_WHAT THE TASK ASKS:_ Return only the count of lines in the listing below where the word "newer" appears.

_DATA SHOWN:_

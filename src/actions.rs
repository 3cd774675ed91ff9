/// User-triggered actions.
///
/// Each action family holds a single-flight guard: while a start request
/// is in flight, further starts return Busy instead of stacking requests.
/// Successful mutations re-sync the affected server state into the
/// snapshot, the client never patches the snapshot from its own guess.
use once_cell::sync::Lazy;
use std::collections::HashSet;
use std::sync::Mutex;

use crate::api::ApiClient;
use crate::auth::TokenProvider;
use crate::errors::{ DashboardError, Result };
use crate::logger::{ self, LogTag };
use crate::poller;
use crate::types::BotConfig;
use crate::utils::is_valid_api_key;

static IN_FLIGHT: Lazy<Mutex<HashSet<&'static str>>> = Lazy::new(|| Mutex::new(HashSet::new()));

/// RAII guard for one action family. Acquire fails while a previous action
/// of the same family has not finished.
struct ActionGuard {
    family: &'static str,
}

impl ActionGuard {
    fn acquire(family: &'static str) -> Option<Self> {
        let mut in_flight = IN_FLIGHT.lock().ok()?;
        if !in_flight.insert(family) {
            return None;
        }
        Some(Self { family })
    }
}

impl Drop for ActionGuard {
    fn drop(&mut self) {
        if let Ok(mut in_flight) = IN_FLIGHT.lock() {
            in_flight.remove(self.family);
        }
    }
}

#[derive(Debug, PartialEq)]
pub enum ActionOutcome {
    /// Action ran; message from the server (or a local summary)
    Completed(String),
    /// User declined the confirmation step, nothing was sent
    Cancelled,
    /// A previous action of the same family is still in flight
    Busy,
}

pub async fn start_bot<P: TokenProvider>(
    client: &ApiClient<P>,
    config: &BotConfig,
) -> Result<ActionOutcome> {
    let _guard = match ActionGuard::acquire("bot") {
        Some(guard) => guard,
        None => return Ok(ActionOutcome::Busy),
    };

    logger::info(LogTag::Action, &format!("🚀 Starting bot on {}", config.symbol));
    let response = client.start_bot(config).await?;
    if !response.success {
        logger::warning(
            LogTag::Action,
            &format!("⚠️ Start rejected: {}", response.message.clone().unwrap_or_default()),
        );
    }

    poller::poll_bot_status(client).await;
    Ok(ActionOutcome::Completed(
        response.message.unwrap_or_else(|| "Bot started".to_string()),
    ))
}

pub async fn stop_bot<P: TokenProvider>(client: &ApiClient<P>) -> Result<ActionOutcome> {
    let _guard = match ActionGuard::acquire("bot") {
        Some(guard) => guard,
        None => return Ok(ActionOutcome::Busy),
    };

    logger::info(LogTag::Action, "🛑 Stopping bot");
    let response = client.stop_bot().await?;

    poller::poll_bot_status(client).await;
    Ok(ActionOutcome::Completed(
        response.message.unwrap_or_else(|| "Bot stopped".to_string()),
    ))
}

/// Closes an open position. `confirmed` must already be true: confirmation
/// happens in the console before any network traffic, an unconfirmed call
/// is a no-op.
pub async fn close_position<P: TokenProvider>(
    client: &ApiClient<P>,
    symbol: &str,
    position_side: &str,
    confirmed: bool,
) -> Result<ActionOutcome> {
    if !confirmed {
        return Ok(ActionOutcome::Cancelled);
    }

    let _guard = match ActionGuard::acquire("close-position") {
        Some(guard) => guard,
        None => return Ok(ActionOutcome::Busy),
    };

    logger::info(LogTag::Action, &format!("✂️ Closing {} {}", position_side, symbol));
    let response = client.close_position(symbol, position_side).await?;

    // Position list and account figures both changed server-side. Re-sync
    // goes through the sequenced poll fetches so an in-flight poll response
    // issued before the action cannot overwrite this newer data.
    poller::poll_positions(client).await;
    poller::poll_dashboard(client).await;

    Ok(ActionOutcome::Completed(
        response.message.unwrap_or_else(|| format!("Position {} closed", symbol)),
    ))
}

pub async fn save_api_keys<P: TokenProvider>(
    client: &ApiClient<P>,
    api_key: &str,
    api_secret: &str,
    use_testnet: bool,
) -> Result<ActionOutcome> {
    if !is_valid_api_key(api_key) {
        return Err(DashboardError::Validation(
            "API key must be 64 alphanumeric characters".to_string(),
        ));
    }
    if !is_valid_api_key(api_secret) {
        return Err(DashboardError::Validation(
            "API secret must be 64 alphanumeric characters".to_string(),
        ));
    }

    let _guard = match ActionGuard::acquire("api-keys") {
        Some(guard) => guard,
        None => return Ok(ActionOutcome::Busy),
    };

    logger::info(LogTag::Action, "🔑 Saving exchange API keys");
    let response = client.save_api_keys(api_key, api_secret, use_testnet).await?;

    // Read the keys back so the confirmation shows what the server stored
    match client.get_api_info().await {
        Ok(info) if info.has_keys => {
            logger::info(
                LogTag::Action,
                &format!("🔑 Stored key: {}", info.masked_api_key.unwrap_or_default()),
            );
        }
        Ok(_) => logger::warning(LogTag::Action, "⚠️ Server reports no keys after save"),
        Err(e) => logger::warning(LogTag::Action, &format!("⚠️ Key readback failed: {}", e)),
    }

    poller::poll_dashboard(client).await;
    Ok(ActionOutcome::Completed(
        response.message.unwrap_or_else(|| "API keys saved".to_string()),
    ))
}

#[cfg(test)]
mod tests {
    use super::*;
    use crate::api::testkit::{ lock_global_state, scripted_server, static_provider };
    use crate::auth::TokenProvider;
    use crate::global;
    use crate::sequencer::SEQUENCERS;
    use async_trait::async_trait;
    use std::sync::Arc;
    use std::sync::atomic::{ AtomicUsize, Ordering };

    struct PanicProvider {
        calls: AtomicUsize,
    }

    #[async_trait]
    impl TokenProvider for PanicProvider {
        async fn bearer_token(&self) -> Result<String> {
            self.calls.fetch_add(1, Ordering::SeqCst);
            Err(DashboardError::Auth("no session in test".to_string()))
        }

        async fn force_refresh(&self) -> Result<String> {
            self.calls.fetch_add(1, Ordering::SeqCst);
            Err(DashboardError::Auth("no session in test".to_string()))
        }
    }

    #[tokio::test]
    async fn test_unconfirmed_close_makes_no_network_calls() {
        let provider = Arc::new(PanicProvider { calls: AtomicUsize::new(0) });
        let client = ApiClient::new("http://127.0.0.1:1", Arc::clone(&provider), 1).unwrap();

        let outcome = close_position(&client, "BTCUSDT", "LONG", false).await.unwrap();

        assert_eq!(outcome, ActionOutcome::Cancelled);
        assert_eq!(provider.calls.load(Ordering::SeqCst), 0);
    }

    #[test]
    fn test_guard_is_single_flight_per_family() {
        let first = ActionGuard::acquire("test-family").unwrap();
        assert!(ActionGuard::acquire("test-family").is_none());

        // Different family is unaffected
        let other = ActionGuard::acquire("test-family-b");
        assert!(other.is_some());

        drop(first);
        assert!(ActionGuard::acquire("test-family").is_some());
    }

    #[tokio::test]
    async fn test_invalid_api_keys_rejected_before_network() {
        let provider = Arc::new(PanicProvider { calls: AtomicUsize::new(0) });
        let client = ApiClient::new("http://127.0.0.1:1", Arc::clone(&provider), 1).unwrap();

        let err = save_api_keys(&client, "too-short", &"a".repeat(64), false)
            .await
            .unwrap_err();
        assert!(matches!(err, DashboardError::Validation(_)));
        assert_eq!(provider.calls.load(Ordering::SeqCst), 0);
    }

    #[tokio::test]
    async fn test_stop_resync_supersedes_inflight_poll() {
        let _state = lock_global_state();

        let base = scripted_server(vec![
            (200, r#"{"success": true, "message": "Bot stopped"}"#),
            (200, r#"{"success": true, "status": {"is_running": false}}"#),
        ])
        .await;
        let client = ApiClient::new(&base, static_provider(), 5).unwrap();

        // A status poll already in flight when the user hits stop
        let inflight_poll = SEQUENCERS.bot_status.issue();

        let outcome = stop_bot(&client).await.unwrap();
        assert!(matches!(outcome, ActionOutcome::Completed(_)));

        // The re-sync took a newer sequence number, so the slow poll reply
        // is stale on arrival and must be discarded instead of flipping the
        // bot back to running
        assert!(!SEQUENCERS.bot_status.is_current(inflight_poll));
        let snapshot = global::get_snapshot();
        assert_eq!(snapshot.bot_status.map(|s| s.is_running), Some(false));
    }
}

_REPLY TO THE EXERCISE:_ 2